[Édito du Biofil n°151 – janvier - février 2024].
Quand on pense qu’il suffirait que les gens augmentent un peu leurs achats bio pour que la filière rebondisse, et reprenne une croissance rassurante pour tous les opérateurs et l’avenir de la planète ! Ce n’est pas de la pensée magique, ni de l’utopie : comme le martèle l’Agence Bio, doubler la part de marché bio, en passant de 6 % à 12 %, sortirait la filière de l’ornière actuelle. Sinon, comme le pointent les structures bio, ce sera un retour de cinq ans en arrière, basé sur un socle limité de citoyens avertis conscients des enjeux.
Mais quel gâchis humain et économique ! Partout en France, les agricultrices et agriculteurs bio se démènent pour produire des aliments en respectant au maximum la santé de la terre et des êtres vivants. Ils ont construit des filières performantes, de l’amont à l’aval, répondant à une demande sociétale très forte de ces dernières années. Soucieux de ne pas polluer les sols, l’eau, l’air, ils innovent, testent, expérimentent, investissent, prennent des risques, stimulent des changements de pratiques, s’organisent, et revalorisent un métier encore si mal considéré. Biofil en témoigne au fil de ses reportages depuis plus de 25 ans. La filière bio est inspirante pour tirer toute l’agriculture vers le haut.
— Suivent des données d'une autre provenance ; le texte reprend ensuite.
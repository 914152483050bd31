//! Crate-level scenario tests with scripted collaborators.


use crate::bootstrap::{ServiceParts, Services};
use crate::embeddings::{Embedder, EmbeddingConfig, EmbeddingProvider};
use crate::store::SqliteStore;
use kbase_core::{AppError, AppResult, GenerationSettings, RetrievalSettings};
use kbase_llm::{LlmClient, LlmRequest, LlmResponse, LlmUsage};
use kbase_prompt::grounded_answer_prompt;
use std::collections::HashMap;
use std::sync::atomic::{AtomicUsize, Ordering};
use std::sync::{Arc, Mutex};
use std::time::Duration;

pub(crate) const TABLE_MODEL: &str = "table-v1";

/// Embedding provider answering from a fixed text -> vector table.
#[derive(Debug)]
pub(crate) struct TableEmbeddings {
    table: HashMap<String, Vec<f32>>,
    fallback: Vec<f32>,
    seen: Mutex<Vec<String>>,
}

impl TableEmbeddings {
    pub(crate) fn new(entries: &[(&str, Vec<f32>)], fallback: Vec<f32>) -> Arc<Self> {
        Arc::new(Self {
            table: entries
                .iter()
                .map(|(text, vector)| (text.to_string(), vector.clone()))
                .collect(),
            fallback,
            seen: Mutex::new(Vec::new()),
        })
    }

    pub(crate) fn calls(&self) -> usize {
        self.seen.lock().unwrap().len()
    }

    pub(crate) fn seen(&self) -> Vec<String> {
        self.seen.lock().unwrap().clone()
    }
}

#[async_trait::async_trait]
impl EmbeddingProvider for TableEmbeddings {
    fn provider_name(&self) -> &str {
        "table"
    }

    fn model_name(&self) -> &str {
        TABLE_MODEL
    }

    fn dimensions(&self) -> usize {
        self.fallback.len()
    }

    async fn embed(&self, text: &str) -> AppResult<Vec<f32>> {
        self.seen.lock().unwrap().push(text.to_string());
        Ok(self
            .table
            .get(text)
            .cloned()
            .unwrap_or_else(|| self.fallback.clone()))
    }
}

/// Generation capability returning a canned reply.
pub(crate) struct ScriptedLlm {
    reply: Result<String, String>,
    delay: Duration,
    calls: AtomicUsize,
    last_request: Mutex<Option<LlmRequest>>,
}

impl ScriptedLlm {
    pub(crate) fn replying(reply: &str) -> Arc<Self> {
        Arc::new(Self {
            reply: Ok(reply.to_string()),
            delay: Duration::ZERO,
            calls: AtomicUsize::new(0),
            last_request: Mutex::new(None),
        })
    }

    pub(crate) fn failing(message: &str) -> Arc<Self> {
        Arc::new(Self {
            reply: Err(message.to_string()),
            delay: Duration::ZERO,
            calls: AtomicUsize::new(0),
            last_request: Mutex::new(None),
        })
    }

    pub(crate) fn slow(reply: &str, delay: Duration) -> Arc<Self> {
        Arc::new(Self {
            reply: Ok(reply.to_string()),
            delay,
            calls: AtomicUsize::new(0),
            last_request: Mutex::new(None),
        })
    }

    pub(crate) fn calls(&self) -> usize {
        self.calls.load(Ordering::SeqCst)
    }

    pub(crate) fn last_request(&self) -> Option<LlmRequest> {
        self.last_request.lock().unwrap().clone()
    }
}

#[async_trait::async_trait]
impl LlmClient for ScriptedLlm {
    fn provider_name(&self) -> &str {
        "scripted"
    }

    async fn complete(&self, request: &LlmRequest) -> AppResult<LlmResponse> {
        self.calls.fetch_add(1, Ordering::SeqCst);
        *self.last_request.lock().unwrap() = Some(request.clone());
        tokio::time::sleep(self.delay).await;

        match &self.reply {
            Ok(content) => Ok(LlmResponse {
                content: content.clone(),
                model: request.model.clone(),
                usage: LlmUsage::default(),
                done: true,
            }),
            Err(message) => Err(AppError::Llm(message.clone())),
        }
    }
}

/// A wired pipeline plus handles on its scripted collaborators.
pub(crate) struct Harness {
    pub services: Services,
    pub store: Arc<SqliteStore>,
    pub embeddings: Arc<TableEmbeddings>,
    pub llm: Arc<ScriptedLlm>,
}

pub(crate) fn harness(embeddings: Arc<TableEmbeddings>, llm: Arc<ScriptedLlm>) -> Harness {
    harness_with(embeddings, llm, RetrievalSettings::default(), GenerationSettings::default())
}

pub(crate) fn harness_with(
    embeddings: Arc<TableEmbeddings>,
    llm: Arc<ScriptedLlm>,
    retrieval: RetrievalSettings,
    generation: GenerationSettings,
) -> Harness {
    let embedder = Arc::new(Embedder::from_provider(
        EmbeddingConfig::default(),
        embeddings.clone(),
    ));
    harness_from(embedder, embeddings, llm, retrieval, generation)
}

pub(crate) fn harness_from(
    embedder: Arc<Embedder>,
    embeddings: Arc<TableEmbeddings>,
    llm: Arc<ScriptedLlm>,
    retrieval: RetrievalSettings,
    generation: GenerationSettings,
) -> Harness {
    let store = Arc::new(SqliteStore::in_memory().unwrap());

    let services = Services::from_parts(ServiceParts {
        documents: store.clone(),
        messages: store.clone(),
        embedder,
        client: llm.clone(),
        model: "scripted-model".to_string(),
        prompt: grounded_answer_prompt(),
        retrieval,
        generation,
    });

    Harness {
        services,
        store,
        embeddings,
        llm,
    }
}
Toutes les filières sont touchées de plein fouet par cette crise liée à l’inflation : la consommation a ralenti, alors que la production est au plus fort, avec près de 11 % de la surface en bio, et une récolte 2023 exceptionnelle, en grandes cultures, fruits, légumes, fourrages – hormis pour certains territoires ou espèces. La bio française a gagné son pari, en devenant quasi-autosuffisante, voire exportatrice. Mais c’est une évidence : le marché seul n’est pas suffisant pour valoriser et développer cette filière exigeante, et locomotive de la transition agricole. La preuve, il est trop versatile.
Le soutien d’urgence d’État de 94 M€ vers les exploitations bio fragilisées sur la campagne 2022 et 2023 est un signal positif. Tout comme le budget de 10 M€ destiné à l’Agence Bio pour la communication, et celui du Fonds Avenir Bio, passant de 18 M€ en 2024. Dans certaines régions, la poursuite de l’aide au maintien pour cette nouvelle année va également dans le bon sens (lire p. 8). Mais cela sera-t-il suffisant ? Pourquoi, dans ces conditions, le bonus de l’écorégime destiné à rémunérer les bio pour leurs services rendus à l’environnement et à la société, a-t-il été revu à la baisse, passant de 110 €/ha à 92 €, alors que les 145 €/ha demandés par les bio, seraient une juste reconnaissance ?
Pourquoi les bio n’ont-ils pas accès au HVE, de façon automatique et gratuite, sachant qu’ils vont beaucoup plus loin dans les pratiques, n’en déplaise à leurs détracteurs ? D’autant plus que le rapport de la commission d’enquête sur les pesticides paru fin 2023 est sans appel : les dix ans d’Ecophyto sont un fiasco et la chute de la biodiversité se poursuit. Et pourtant, que d’argent public englouti ! Parmi ses préconisations : pour réussir à baisser de moitié l’usage des pesticides nocifs à la planète, la bio doit être privilégiée et valorisée. Ce devrait être, sans aucun doute, le moteur de la nouvelle planification écologique de l’État, afin de vite faire rebondir la bio.